Written consent was obtained from parents and also from children 12 years of age and older. Ethical approval was obtained from the Human Research Ethics Committee of the Royal Children's Hospital, Melbourne, Australia and the Human Research Ethics Committee of Monash Medical Centre, Melbourne, Australia.

2.2. Examination data

The research nurse noted the natural skin and eye colour (with reference to standardized colour photographs) and ethnicity (White [listed as “Caucasian” on the examination form], Asian, African, Australian Aboriginal or Torres Strait Islander or Middle Eastern), and undertook a naevi count on the left arm [15,20]. Skin reflectance on the buttock (a non-sun exposed site), left back shoulder, upper inner arm and hand were measured at wavelengths 400 and 420 nm using a hand-held spectrophotometer (Minolta 2500d) to estimate cutaneous melanin density [21]. Previously, these spectrophotometric measurements have been shown to be correlated (r=0.68) with the histological measurements of cutaneous melanin [21]. Other past sun markers such as silicone rubber impressions of the dorsum of both hands [22] and ultraviolet fluorescence photography [23] were also collected but are part of an ongoing study and have thus not yet been analysed.

2.3. Laboratory data

Overall, for the 328 eligible children who presented with T1DM from 1st March 2008 to 30th June 2010, IAA and GADA AA levels were determined at the time of admission. GADA was measured by precipitation of in vitro transcribed-translated GAD65 biosynthetically labelled with [³⁵S]methionine. Sensitivity and specificity in the Diabetes Autoantibody Standardisation Programme [24] was 94% and 76%, respectively. IAA was measured by precipitation of ¹²⁵I-(A14) human insulin [25]. Sensitivity and specificity of the IAA assay in the Diabetes Autoantibody Standardisation Program was 22% and 99%, respectively. The thresholds for GADA and IAA positivity, 5 and 1.0 units/mL, respectively, were established as the 97.5 percentiles of unselected healthy children and young adults [26]. IAA and GADA levels were determined at the Royal Melbourne Hospital laboratory, Melbourne, Australia. The laboratory is a Nationally Accredited Testing laboratory for these tests. AA to GADA was available for 97.6% (241/247) of participants and IAA was available for 89.9% (222/247) of participants.
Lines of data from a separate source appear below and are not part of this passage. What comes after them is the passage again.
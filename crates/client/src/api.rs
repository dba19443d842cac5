//! The marketplace REST surface as seen by the dashboards.

use chrono::{DateTime, Utc};
use serde::{Deserialize, Serialize};

use bazaar_auth::{UserAccount, UserFilter, UserStatus};
use bazaar_core::{Page, PageRequest, UserId, VendorId};
use bazaar_orders::{
    AnalyticsSummary, FinancialSummary, OrderFilter, OrderId, OrderRecord, OrderStatus,
};
use bazaar_products::{ProductDetails, ProductFilter, ProductId, ProductRecord, ReviewDecision};

use crate::error::ClientResult;

/// Backend operations. One method per endpoint; every call is a single
/// request with no retries.
#[async_trait::async_trait]
pub trait MarketplaceApi: Send + Sync {
    /// `GET /admin/products`
    async fn list_products(&self, query: &ProductQuery) -> ClientResult<Page<ProductRecord>>;

    /// `GET /admin/products/:id`
    async fn get_product(&self, id: ProductId) -> ClientResult<ProductRecord>;

    /// `POST /vendors/products`
    async fn create_product(&self, product: &NewProduct) -> ClientResult<ProductRecord>;

    /// `PUT /vendors/products/:id`
    async fn update_product(
        &self,
        id: ProductId,
        details: &ProductDetails,
    ) -> ClientResult<ProductRecord>;

    /// `POST /vendors/products/:id/submit`
    async fn submit_product(&self, id: ProductId) -> ClientResult<ProductRecord>;

    /// `PATCH /admin/products/:id/status`
    async fn review_product(
        &self,
        id: ProductId,
        decision: &ReviewDecision,
    ) -> ClientResult<ProductRecord>;

    /// `DELETE /products/:id`
    async fn delete_product(&self, id: ProductId) -> ClientResult<()>;

    /// `GET /orders`
    async fn list_orders(&self, query: &OrderQuery) -> ClientResult<Page<OrderRecord>>;

    /// `GET /orders/:id`
    async fn get_order(&self, id: OrderId) -> ClientResult<OrderRecord>;

    /// `PATCH /orders/:id/status`
    async fn update_order_status(
        &self,
        id: OrderId,
        update: &OrderStatusUpdate,
    ) -> ClientResult<OrderRecord>;

    /// `POST /orders/:id/refund`
    async fn refund_order(&self, id: OrderId) -> ClientResult<OrderRecord>;

    /// `GET /admin/users`
    async fn list_users(&self, query: &UserQuery) -> ClientResult<Page<UserAccount>>;

    /// `PATCH /admin/users/:id/status`
    async fn update_user_status(&self, id: UserId, status: UserStatus)
    -> ClientResult<UserAccount>;

    /// `GET /admin/financial`
    async fn financial_summary(&self) -> ClientResult<FinancialSummary>;

    /// `GET /admin/analytics`
    async fn analytics_summary(&self) -> ClientResult<AnalyticsSummary>;

    /// `GET /health`
    async fn health(&self) -> ClientResult<HealthStatus>;
}

/// Body of `POST /vendors/products`.
#[derive(Debug, Clone, PartialEq, Eq, Serialize, Deserialize)]
#[serde(rename_all = "camelCase")]
pub struct NewProduct {
    pub vendor_id: VendorId,
    #[serde(flatten)]
    pub details: ProductDetails,
    /// Create straight into PENDING instead of DRAFT.
    #[serde(default)]
    pub submit_for_review: bool,
}

/// Body of `PATCH /orders/:id/status`.
#[derive(Debug, Clone, PartialEq, Eq, Serialize, Deserialize)]
#[serde(rename_all = "camelCase")]
pub struct OrderStatusUpdate {
    pub status: OrderStatus,
    #[serde(default, skip_serializing_if = "Option::is_none")]
    pub tracking_number: Option<String>,
    #[serde(default, skip_serializing_if = "Option::is_none")]
    pub reason: Option<String>,
    /// Reject the update if the order moved on since it was loaded.
    #[serde(default, skip_serializing_if = "Option::is_none")]
    pub expected_version: Option<u64>,
}

impl OrderStatusUpdate {
    pub fn to(status: OrderStatus) -> Self {
        Self {
            status,
            tracking_number: None,
            reason: None,
            expected_version: None,
        }
    }

    pub fn with_tracking(mut self, tracking_number: Option<String>) -> Self {
        self.tracking_number = tracking_number;
        self
    }

    pub fn with_reason(mut self, reason: Option<String>) -> Self {
        self.reason = reason;
        self
    }

    pub fn expecting(mut self, version: Option<u64>) -> Self {
        self.expected_version = version;
        self
    }
}

#[derive(Debug, Clone, Default, PartialEq, Eq)]
pub struct ProductQuery {
    pub filter: ProductFilter,
    pub page: PageRequest,
}

#[derive(Debug, Clone, Default, PartialEq, Eq)]
pub struct OrderQuery {
    pub filter: OrderFilter,
    pub page: PageRequest,
}

#[derive(Debug, Clone, Default, PartialEq, Eq)]
pub struct UserQuery {
    pub filter: UserFilter,
    pub page: PageRequest,
}

fn page_params(page: &PageRequest) -> Vec<(&'static str, String)> {
    vec![
        ("page", page.page.to_string()),
        ("limit", page.page_size.to_string()),
    ]
}

fn push_opt(params: &mut Vec<(&'static str, String)>, key: &'static str, value: Option<String>) {
    if let Some(value) = value.filter(|v| !v.trim().is_empty()) {
        params.push((key, value));
    }
}

impl ProductQuery {
    /// Query-string pairs for `GET /admin/products`.
    pub fn to_params(&self) -> Vec<(&'static str, String)> {
        let mut params = page_params(&self.page);
        let f = &self.filter;
        push_opt(&mut params, "search", f.search.clone());
        push_opt(&mut params, "status", f.status.map(|s| s.as_str().to_string()));
        push_opt(&mut params, "category", f.category.clone());
        push_opt(&mut params, "vendorId", f.vendor_id.map(|v| v.to_string()));
        push_opt(&mut params, "sourcing", f.sourcing.map(|s| s.as_str().to_string()));
        params
    }
}

impl OrderQuery {
    /// Query-string pairs for `GET /orders`.
    pub fn to_params(&self) -> Vec<(&'static str, String)> {
        let mut params = page_params(&self.page);
        let f = &self.filter;
        push_opt(&mut params, "search", f.search.clone());
        push_opt(&mut params, "status", f.status.map(|s| s.as_str().to_string()));
        push_opt(
            &mut params,
            "paymentStatus",
            f.payment_status.map(|s| s.as_str().to_string()),
        );
        push_opt(&mut params, "vendorId", f.vendor_id.map(|v| v.to_string()));
        params
    }
}

impl UserQuery {
    /// Query-string pairs for `GET /admin/users`.
    pub fn to_params(&self) -> Vec<(&'static str, String)> {
        let mut params = page_params(&self.page);
        let f = &self.filter;
        push_opt(&mut params, "search", f.search.clone());
        push_opt(&mut params, "role", f.role.as_ref().map(|r| r.as_str().to_string()));
        push_opt(&mut params, "status", f.status.map(|s| s.as_str().to_string()));
        params
    }
}

/// `data` of `GET /health`.
#[derive(Debug, Clone, PartialEq, Eq, Serialize, Deserialize)]
pub struct HealthStatus {
    pub status: String,
    pub service: String,
    pub version: String,
    pub timestamp: DateTime<Utc>,
}

impl HealthStatus {
    pub fn is_ok(&self) -> bool {
        self.status == "ok"
    }
}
The mean time between date of first presentation to hospital and the date of environmental examination was 6.4 (SD 6.8) weeks.

2.4. Statistical methods

The distribution of each AA level was first examined. The distributions were strongly skewed and thus a logarithmic transformation was used before further analysis. As there were a number of AA levels of zero, half the next lowest value was added to the zero's to enable all the results to be logged. Cut-off points for BMI for overweight and obese classification by age and sex were adopted from UK based criteria for children [27]. BMI scores under the overweight cut-off point were considered normal. Data were obtained for the monthly average of daily total UVR dose in Standard Erythemal Doses for Melbourne from 1993 to 2010 [28]. The UVR at month of birth was the average of UVR for the month for the years 1993–2008. This was the range of birth years for the cases. The UVR for the month of diagnosis was the monthly UVR assessed at the month and year of diagnosis. UVR was similarly determined for the child's 12th week of gestation only for Victorian born infants. The total UVR at 12 weeks pregnancy was obtained by multiplying the number of hours spent in the sun by the hourly UVR dose. Because the biological effect of sun exposure depends not only on time in sun but also the amount of skin exposed and whether exposed skin has a sunscreen barrier, we derived a composite sun exposure index, based partly on the total sun exposure score of Hanwell et al., which has been shown to account for 38% of variance (p=0.002) in serum 25OHD for adults at a latitude of 40°N [29]. A composite child sun exposure index last summer/winter was created. Children with greater time in the sun, less clothing, and where data available, less sunscreen were given a higher score (Supplementary Tables).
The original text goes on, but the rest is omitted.